One of the clearest answers to have emerged throughout this phase is that travel is NOT a human right, as the industry leaders had been stating for the years of active growth, and if it was, plainly is the first to disappear. Every catastrophe, every dispute, every geopolitical problem impinges its own guidelines and travel, the complimentary movement of people is among the first to be compromised. The hubris is gone, and what has actually emerged rather is travel is indeed an opportunity we have to stabilize with the complex, intertwined lived realties of the planet.

What has actually likewise emerged in the rebound of travel in erratic spurts in the last year– mainly domestic travel– is that travel is indeed a human requirement, that connection that is cultivated through taking a trip and fulfilling individuals is undoubtedly the default human condition. The desperation to travel speaks to the desperation of connection.

So now the big concern the industry and indeed the world of tourists need to address: how do we weave these dichotomous threads of travel as a human requirement and yet a benefit that we need to take seriously? From this umbrella question emerges a great deal of other concerns and styles, many of those turned up recently at Skift Global Forum 2021, see our full coverage here.

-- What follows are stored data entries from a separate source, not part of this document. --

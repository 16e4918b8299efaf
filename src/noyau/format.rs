// src/noyau/format.rs
//
// Règles d'affichage du résultat numérique :
// - arrondi à 10 décimales (demi vers l'infini)
// - valeur entière après arrondi => entier nu, sans point
// - sinon virgule fixe, zéros de queue retirés, point final retiré
// - JAMAIS de notation scientifique, quelle que soit la magnitude :
//   lisibilité calculatrice avant compacité, quitte à sortir très long
// - le zéro n'est jamais signé

use num_rational::BigRational;
use num_traits::{Signed, Zero};

use super::numerique::pow10;

/// Décimales maximales affichées.
pub const DECIMALES_AFFICHEES: usize = 10;

pub fn formate_resultat(r: &BigRational) -> String {
    let prec = pow10(DECIMALES_AFFICHEES);

    let negatif = r.is_negative();
    let abs = r.abs();

    // arrondi demi vers l'infini : ⌊|r|·10^10 + 1/2⌋
    let n = (abs.numer() * &prec * 2u32 + abs.denom()) / (abs.denom() * 2u32);

    if n.is_zero() {
        return "0".to_string();
    }

    let entiere = &n / &prec;
    let fraction = &n % &prec;
    let signe = if negatif { "-" } else { "" };

    if fraction.is_zero() {
        return format!("{signe}{entiere}");
    }

    let mut frac = fraction.to_str_radix(10);
    while frac.len() < DECIMALES_AFFICHEES {
        frac.insert(0, '0');
    }
    let frac = frac.trim_end_matches('0');

    format!("{signe}{entiere}.{frac}")
}

#[cfg(test)]
mod tests {
    use super::*;
    use num_bigint::BigInt;

    fn rationnel(n: i64, d: i64) -> BigRational {
        BigRational::new(BigInt::from(n), BigInt::from(d))
    }

    #[test]
    fn entiers_nus() {
        assert_eq!(formate_resultat(&rationnel(4, 1)), "4");
        assert_eq!(formate_resultat(&rationnel(-12, 1)), "-12");
        assert_eq!(formate_resultat(&rationnel(100, 4)), "25");
    }

    #[test]
    fn zero_jamais_signe() {
        assert_eq!(formate_resultat(&rationnel(0, 1)), "0");
        assert_eq!(formate_resultat(&rationnel(-1, 1_000_000_000_000)), "0");
    }

    #[test]
    fn decimales_tronquees_a_dix_sans_zeros_de_queue() {
        assert_eq!(formate_resultat(&rationnel(1, 3)), "0.3333333333");
        assert_eq!(formate_resultat(&rationnel(2, 3)), "0.6666666667");
        assert_eq!(formate_resultat(&rationnel(-1, 2)), "-0.5");
        assert_eq!(formate_resultat(&rationnel(1, 1024)), "0.0009765625");
    }

    #[test]
    fn entier_a_la_precision_pres() {
        // 1 − 10^-24 s'affiche 1 : entier « exact à la précision de travail »
        let presque_un = BigRational::new(pow10(24) - BigInt::from(1), pow10(24));
        assert_eq!(formate_resultat(&presque_un), "1");

        // 1 + 10^-12 aussi : sous la résolution d'affichage
        let un_et_poussiere = BigRational::new(pow10(12) + BigInt::from(1), pow10(12));
        assert_eq!(formate_resultat(&un_et_poussiere), "1");
    }

    #[test]
    fn arrondi_demi_vers_l_infini() {
        // 0.00000000005 → 0.0000000001 (11e décimale = 5)
        assert_eq!(
            formate_resultat(&BigRational::new(BigInt::from(5), pow10(11))),
            "0.0000000001"
        );
        assert_eq!(
            formate_resultat(&BigRational::new(BigInt::from(-5), pow10(11))),
            "-0.0000000001"
        );
    }

    #[test]
    fn jamais_de_notation_scientifique() {
        let grand = BigRational::from_integer(pow10(20));
        assert_eq!(formate_resultat(&grand), "100000000000000000000");

        let petit = BigRational::new(BigInt::from(1), pow10(9));
        assert_eq!(formate_resultat(&petit), "0.000000001");

        // sous la 10e décimale, l'affichage rend 0
        let trop_petit = BigRational::new(BigInt::from(1), pow10(12));
        assert_eq!(formate_resultat(&trop_petit), "0");
    }
}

In my opening presentation at the Forum, I presented these huge questions as a structure of our discussions with travel leaders over the days of the conference. These big concerns are what define our umbrella coverage of the return of travel as we come out of the lockdown period. Below are those questions, as I briefly elaborated on each of these in the opening talk, and the video is embedded below, the part about these concerns begins at 6:15 in the video.

  1. Has this been a break from the past, or an acceleration of previous trends?
  2. What is the future of work and future of living? Due to the fact that how that turns, so will the future of company travel and occasions.
  3. Does this age stimulate digital change & automation in the travel sector? How far are we from smooth travel nirvana?
  4. How will travel react to environment change activism, workplace advocacy around wages, equity, inclusion & more?
  5. The harmful mix of politics & tech is damaging the world. What’s travel’s function in it? P.S.: Will take a trip and tourism finally make it as policy concern and programs of political candidates throughout elections around the world?
  6. Will the world discover to live without the glut of Chinese tourists?
  7. Will governments reduce dependence on travel? And will they continue to put quantity over quality as step of tourism success?
  8. How do we continue this renaissance in domestic travel? What does it suggest for the travel environment built for high-value international travel?
  9. Will consumer division become ever more crucial, since the crisis increases the differences amongst various types of travelers?
  10. Ummm … Will Certares own everything in travel, ultimately?